Fluoride
- Names: IUPAC name Fluoride

Identifiers
- CAS Number: 16984-48-8;
- 3D model (JSmol): Interactive image;
- ChEBI: CHEBI:17051;
- ChEMBL: ChEMBL1362;
- ChemSpider: 26214;
- Gmelin Reference: 14905
- KEGG: C00742;
- MeSH: Fluoride
- PubChem CID: 28179;
- UNII: Q80VPU408O;

Properties
- Chemical formula: F^{−}
- Molar mass: 18.998403163 g·mol^{−1}
- Conjugate acid: Hydrogen fluoride

Thermochemistry
- Std molar entropy (S^{⦵}_{298}): 145.58 J/(mol⋅K) (gaseous)
- Std enthalpy of formation (Δ_{f}H^{⦵}_{298}): −333 kJ/mol

Related compounds
- Other anions: Chloride; Bromide; Iodide;

= Fluoride =

Ion of fluorine

Fluoride (/ˈflʊəraɪd, ˈflɔr-/) is an inorganic, monatomic anion of fluorine, with the chemical formula F^{−} (also written [F]^{−}), whose salts are typically white or colorless. Fluoride salts typically have distinctive bitter tastes and are odorless. Its salts and minerals are important chemical reagents and industrial chemicals, mainly used in the production of hydrogen fluoride for fluorocarbons.

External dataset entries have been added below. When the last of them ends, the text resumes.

#[cfg(unix)]
mod repl {
    use std::fs;
    use std::path::{Path, PathBuf};

    use approx::assert_relative_eq;
    use tempfile::TempDir;

    use crate::analysis::AnalysisType;
    use crate::error::{EntityKind, Error};
    use crate::parse::Value;
    use crate::session::Session;
    use crate::{AttrKind, Options};

    /// A `/bin/sh` stand-in for the simulator that speaks the `> ` prompt
    /// protocol, answers the SCL commands the tests dispatch, and appends a
    /// plot to the rawfile on every run command.
    const REPL_SCRIPT: &str = r##"#!/bin/sh
raw=
interactive=
prev=
for a in "$@"; do
  case "$a" in
    +interactive) interactive=1 ;;
  esac
  case "$prev" in
    -raw) raw=$a ;;
  esac
  prev=$a
done

vdd=0.0
errpreset='"moderate"'
created=
run=0

emit_plot() {
  {
    printf 'Plotname: %s\n' "$1"
    printf 'Flags: real\n'
    printf 'No. Variables: 2\n'
    printf 'No. Points: 2\n'
    printf 'Variables:\n'
    printf '\t0\ttime\ttime\n'
    printf '\t1\tv(out)\tvoltage\n'
    printf 'Values:\n'
    printf '0\t0.0\n\t%s\n' "$vdd"
    printf '1\t1e-9\n\t%s\n' "$vdd"
  } >> "$raw"
}

if [ -z "$interactive" ]; then
  emit_plot tran1
  exit 0
fi

printf 'spectre (64bit) command-channel stand-in\n'
printf '\n> '

while IFS= read -r line; do
  case "$line" in
    '(sclQuit)')
      exit 0
      ;;
    '(sclListAnalysis)')
      printf '("tran1" "tran")\n("ac1" "ac")\n'
      if [ -n "$created" ]; then printf '("noise1" "noise")\n'; fi
      printf 't\n'
      ;;
    '(sclListInstance)')
      printf '("R0" "resistor")\n("C0" "capacitor")\nt\n'
      ;;
    '(sclListNet)')
      printf '("out" "vdd" "0")\nt\n'
      ;;
    '(sclCreateAnalysis "noise1" "noise")')
      created=1
      printf 't\n'
      ;;
    '(sclCreateAnalysis '*)
      printf 't\n'
      ;;
    '(sclListParameter (sclGetAnalysis "tran1"))')
      printf '("stop" 10n)\n("start" 0)\n("errpreset" %s)\nt\n' "$errpreset"
      ;;
    '(sclListParameter (sclGetInstance "R0"))')
      printf '("r" 1K)\n("w" 2u)\nt\n'
      ;;
    '(sclListParameter (sclGetInstance '*)
      printf 'nil\n'
      ;;
    '(sclListAttribute (sclGetParameter (sclGetAnalysis "tran1") "stop"))')
      printf '("value" 10n)\n("min" 0)\n("max" 1)\n("units" "s")\nt\n'
      ;;
    '(sclListAttribute (sclGetParameter (sclGetAnalysis "tran1") "errpreset"))')
      printf '("value" %s)\n("choices" ("liberal" "moderate" "conservative"))\nt\n' "$errpreset"
      ;;
    '(sclListAttribute (sclGetParameter (sclGetInstance '*)
      printf 'nil\n'
      ;;
    '(sclGetAttribute (sclGetParameter (sclGetCircuit "") "vdd") "value")')
      printf '%s\n' "$vdd"
      ;;
    '(sclGetAttribute '*)
      printf 'nil\n'
      ;;
    '(sclSetAttribute (sclGetParameter (sclGetCircuit "") "vdd") "value" '*)
      vdd=$(printf '%s' "$line" | sed 's/.*"value" //; s/)$//')
      printf 't\n'
      ;;
    '(sclSetAttribute (sclGetParameter (sclGetAnalysis "tran1") "errpreset") "value" '*)
      errpreset=$(printf '%s' "$line" | sed 's/.*"value" //; s/)$//')
      printf 't\n'
      ;;
    '(sclSetAttribute '*)
      printf 't\n'
      ;;
    '(sclRun "all")')
      run=$((run+1))
      emit_plot "tran$run"
      printf 't\n'
      ;;
    '(sclRunAnalysis (sclGetAnalysis "tran1"))')
      emit_plot tran1
      printf 't\n'
      ;;
    '(sclRunAnalysis (sclGetAnalysis "ac1"))')
      printf 't\n'
      ;;
    '(sclRunAnalysis '*)
      printf 'nil\n'
      ;;
    '(sleepy)')
      sleep 30
      printf 't\n'
      ;;
    *)
      printf 'nil\n'
      ;;
  esac
  printf '\n> '
done
"##;

    fn make_executable(path: &Path) {
        use std::os::unix::fs::PermissionsExt;
        let mut perms = fs::metadata(path).unwrap().permissions();
        perms.set_mode(0o755);
        fs::set_permissions(path, perms).unwrap();
    }

    struct Harness {
        dir: TempDir,
        netlist: PathBuf,
        script: PathBuf,
    }

    impl Harness {
        fn new() -> Self {
            let dir = TempDir::new().unwrap();
            let netlist = dir.path().join("netlist.scs");
            fs::write(&netlist, "// test netlist\nsimulator lang=spectre\n").unwrap();
            let script = dir.path().join("spectre-repl.sh");
            fs::write(&script, REPL_SCRIPT).unwrap();
            make_executable(&script);
            fs::write(
                dir.path().join("spectre.toml"),
                format!(
                    "[spectre]\nexecutable = \"{}\"\nargs = []\ntimeout-secs = 10\n",
                    script.display()
                ),
            )
            .unwrap();
            Self {
                dir,
                netlist,
                script,
            }
        }

        /// Configuration is discovered from `spectre.toml` next to the
        /// netlist.
        fn session(&self) -> Session {
            Session::start(&self.netlist, Options::default()).unwrap()
        }

        fn short_timeout_options(&self) -> Options {
            let path = self.dir.path().join("short.toml");
            fs::write(
                &path,
                format!(
                    "[spectre]\nexecutable = \"{}\"\nargs = []\ntimeout-secs = 1\n",
                    self.script.display()
                ),
            )
            .unwrap();
            let mut options = Options::default();
            options.config_file(path);
            options
        }
    }

    #[test]
    fn lists_netlist_entities() {
        let harness = Harness::new();
        let mut session = harness.session();

        assert_eq!(
            session.list_analyses().unwrap(),
            vec![
                ("tran1".to_string(), "tran".to_string()),
                ("ac1".to_string(), "ac".to_string()),
            ]
        );
        assert_eq!(
            session.list_instances().unwrap(),
            vec![
                ("R0".to_string(), "resistor".to_string()),
                ("C0".to_string(), "capacitor".to_string()),
            ]
        );
        assert_eq!(session.list_nets().unwrap(), vec!["out", "vdd", "0"]);
        assert_eq!(
            session.list_analysis_parameters("tran1").unwrap(),
            vec!["stop", "start", "errpreset"]
        );
        session.stop().unwrap();
    }

    #[test]
    fn numeric_parameter_roundtrips() {
        let harness = Harness::new();
        let mut session = harness.session();

        session.set_parameter("vdd", 0.9).unwrap();
        assert_relative_eq!(session.get_parameter("vdd").unwrap(), 0.9);

        session.set_parameters([("vdd", 0.45)]).unwrap();
        let values = session.get_parameters(["vdd"]).unwrap();
        assert_relative_eq!(values["vdd"], 0.45);
    }

    #[test]
    fn enumerated_parameter_roundtrips() {
        let harness = Harness::new();
        let mut session = harness.session();

        let attrs = session.get_analysis_parameter("tran1", "errpreset").unwrap();
        assert_eq!(attrs.value, Some(Value::Str("moderate".to_string())));
        assert_eq!(
            attrs.choices.unwrap(),
            vec!["liberal", "moderate", "conservative"]
        );

        session
            .set_analysis_parameter("tran1", "errpreset", AttrKind::Value, "conservative")
            .unwrap();
        let attrs = session.get_analysis_parameter("tran1", "errpreset").unwrap();
        assert_eq!(attrs.value, Some(Value::Str("conservative".to_string())));
    }

    #[test]
    fn attribute_values_are_suffix_scaled() {
        let harness = Harness::new();
        let mut session = harness.session();

        let attrs = session.get_analysis_parameter("tran1", "stop").unwrap();
        assert_relative_eq!(attrs.value.unwrap().as_f64().unwrap(), 1e-8);
        assert_relative_eq!(attrs.min.unwrap(), 0.0);
        assert_relative_eq!(attrs.max.unwrap(), 1.0);
        assert_eq!(attrs.units.as_deref(), Some("s"));

        let params = session.list_instance_parameters("R0").unwrap();
        assert_eq!(params[0].0, "r");
        assert_relative_eq!(params[0].1.as_f64().unwrap(), 1e3);
        assert_relative_eq!(params[1].1.as_f64().unwrap(), 2e-6);
    }

    #[test]
    fn created_analysis_is_listed_once() {
        let harness = Harness::new();
        let mut session = harness.session();

        session.create_analysis("noise1", AnalysisType::Noise).unwrap();
        let analyses = session.list_analyses().unwrap();
        let count = analyses.iter().filter(|(name, _)| name == "noise1").count();
        assert_eq!(count, 1);
    }

    #[test]
    fn unknown_instance_is_flagged() {
        let harness = Harness::new();
        let mut session = harness.session();

        let before = session.list_instances().unwrap();
        let err = session.get_instance_parameter("xnope", "w").unwrap_err();
        assert!(matches!(
            err,
            Error::UnknownEntity {
                kind: EntityKind::Instance,
                ref name,
            } if name.as_str() == "xnope"
        ));
        // The failed lookup leaves the session as it was.
        assert_eq!(session.list_instances().unwrap(), before);
    }

    #[test]
    fn run_all_reads_results_incrementally() {
        let harness = Harness::new();
        let mut session = harness.session();

        session.set_parameter("vdd", 0.75).unwrap();
        let results = session.run_all().unwrap();
        assert_eq!(results.len(), 1);
        let vout = results.plot("tran1").unwrap().real("v(out)").unwrap();
        assert_relative_eq!(vout[0], 0.75);
        assert_relative_eq!(vout[1], 0.75);

        // The second run decodes only the newly appended plot.
        session.set_parameter("vdd", 0.25).unwrap();
        let results = session.run_all().unwrap();
        assert_eq!(results.len(), 1);
        assert!(results.plot("tran1").is_none());
        let vout = results.plot("tran2").unwrap().real("v(out)").unwrap();
        assert_relative_eq!(vout[0], 0.25);

        // A targeted run reloads the whole file.
        let results = session.run_analysis("tran1").unwrap();
        assert_eq!(results.len(), 2);
    }

    #[test]
    fn unknown_analysis_cannot_run() {
        let harness = Harness::new();
        let mut session = harness.session();

        let err = session.run_analysis("nope").unwrap_err();
        assert!(matches!(
            err,
            Error::UnknownEntity {
                kind: EntityKind::Analysis,
                ..
            }
        ));
    }

    #[test]
    fn run_without_output_reports_missing_results() {
        let harness = Harness::new();
        let mut session = harness.session();

        let err = session.run_analysis("ac1").unwrap_err();
        assert!(matches!(err, Error::ResultNotFound(_)));
    }

    #[test]
    fn batch_session_rejects_dispatch() {
        let harness = Harness::new();
        let mut options = Options::default();
        options.batch();
        let mut session = Session::start(&harness.netlist, options).unwrap();

        assert!(matches!(
            session.list_analyses(),
            Err(Error::NotInteractive)
        ));
        assert!(matches!(
            session.run_analysis("tran1"),
            Err(Error::NotInteractive)
        ));
    }

    #[test]
    fn batch_run_loads_results() {
        let harness = Harness::new();
        let results = crate::simulate(&harness.netlist, Options::default()).unwrap();
        assert!(results.plot("tran1").is_some());
    }

    #[test]
    fn netlist_text_simulates_from_temporary_file() {
        let harness = Harness::new();
        let mut options = Options::default();
        options.config_file(harness.dir.path().join("spectre.toml"));
        let results = crate::simulate_netlist("// inline netlist\n", options).unwrap();
        assert!(results.plot("tran1").is_some());
    }

    #[test]
    fn missing_binary_fails_launch() {
        let dir = TempDir::new().unwrap();
        let netlist = dir.path().join("netlist.scs");
        fs::write(&netlist, "// test netlist\n").unwrap();
        fs::write(
            dir.path().join("spectre.toml"),
            "[spectre]\nexecutable = \"/nonexistent/spectre-simulator\"\nargs = []\ntimeout-secs = 2\n",
        )
        .unwrap();

        let err = Session::start(&netlist, Options::default()).unwrap_err();
        assert!(matches!(err, Error::Launch { .. }));
    }

    #[test]
    fn missing_netlist_fails_launch() {
        let harness = Harness::new();
        let err = Session::start(harness.dir.path().join("absent.scs"), Options::default())
            .unwrap_err();
        assert!(matches!(err, Error::Launch { .. }));
    }

    #[test]
    fn slow_response_times_out() {
        let harness = Harness::new();
        let mut session =
            Session::start(&harness.netlist, harness.short_timeout_options()).unwrap();

        let err = session.raw_command("(sleepy)").unwrap_err();
        assert!(matches!(err, Error::Timeout { .. }));
        // The session is still stoppable after a timeout.
        session.stop().unwrap();
    }

    #[test]
    fn unbalanced_raw_command_is_rejected() {
        let harness = Harness::new();
        let mut session = harness.session();

        let err = session.raw_command(r#"(sclRun "all""#).unwrap_err();
        assert!(matches!(err, Error::Parse { .. }));
        // Nothing was sent; the channel still answers.
        assert!(session.raw_command("(sclListAnalysis)").unwrap());
    }

    #[test]
    fn stop_is_idempotent() {
        let harness = Harness::new();
        let mut session = harness.session();

        assert!(session.is_running());
        session.stop().unwrap();
        assert!(!session.is_running());
        session.stop().unwrap();
        assert!(matches!(
            session.list_analyses(),
            Err(Error::NotInteractive)
        ));
    }
}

Fluoride is classified as a weak base, since it only partially associates in solution, but concentrated fluoride is corrosive and can attack the skin.

Fluoride is the simplest fluorine anion. In terms of charge and size, the fluoride ion resembles the hydroxide ion. Fluoride ions occur on Earth in several minerals, particularly fluorite, but are present only in trace quantities in bodies of water in nature.

== Nomenclature ==
Fluorides include compounds that contain ionic fluoride and those in which fluoride does not dissociate. The nomenclature does not distinguish these situations. For example, sulfur hexafluoride and carbon tetrafluoride are not sources of fluoride ions under ordinary conditions.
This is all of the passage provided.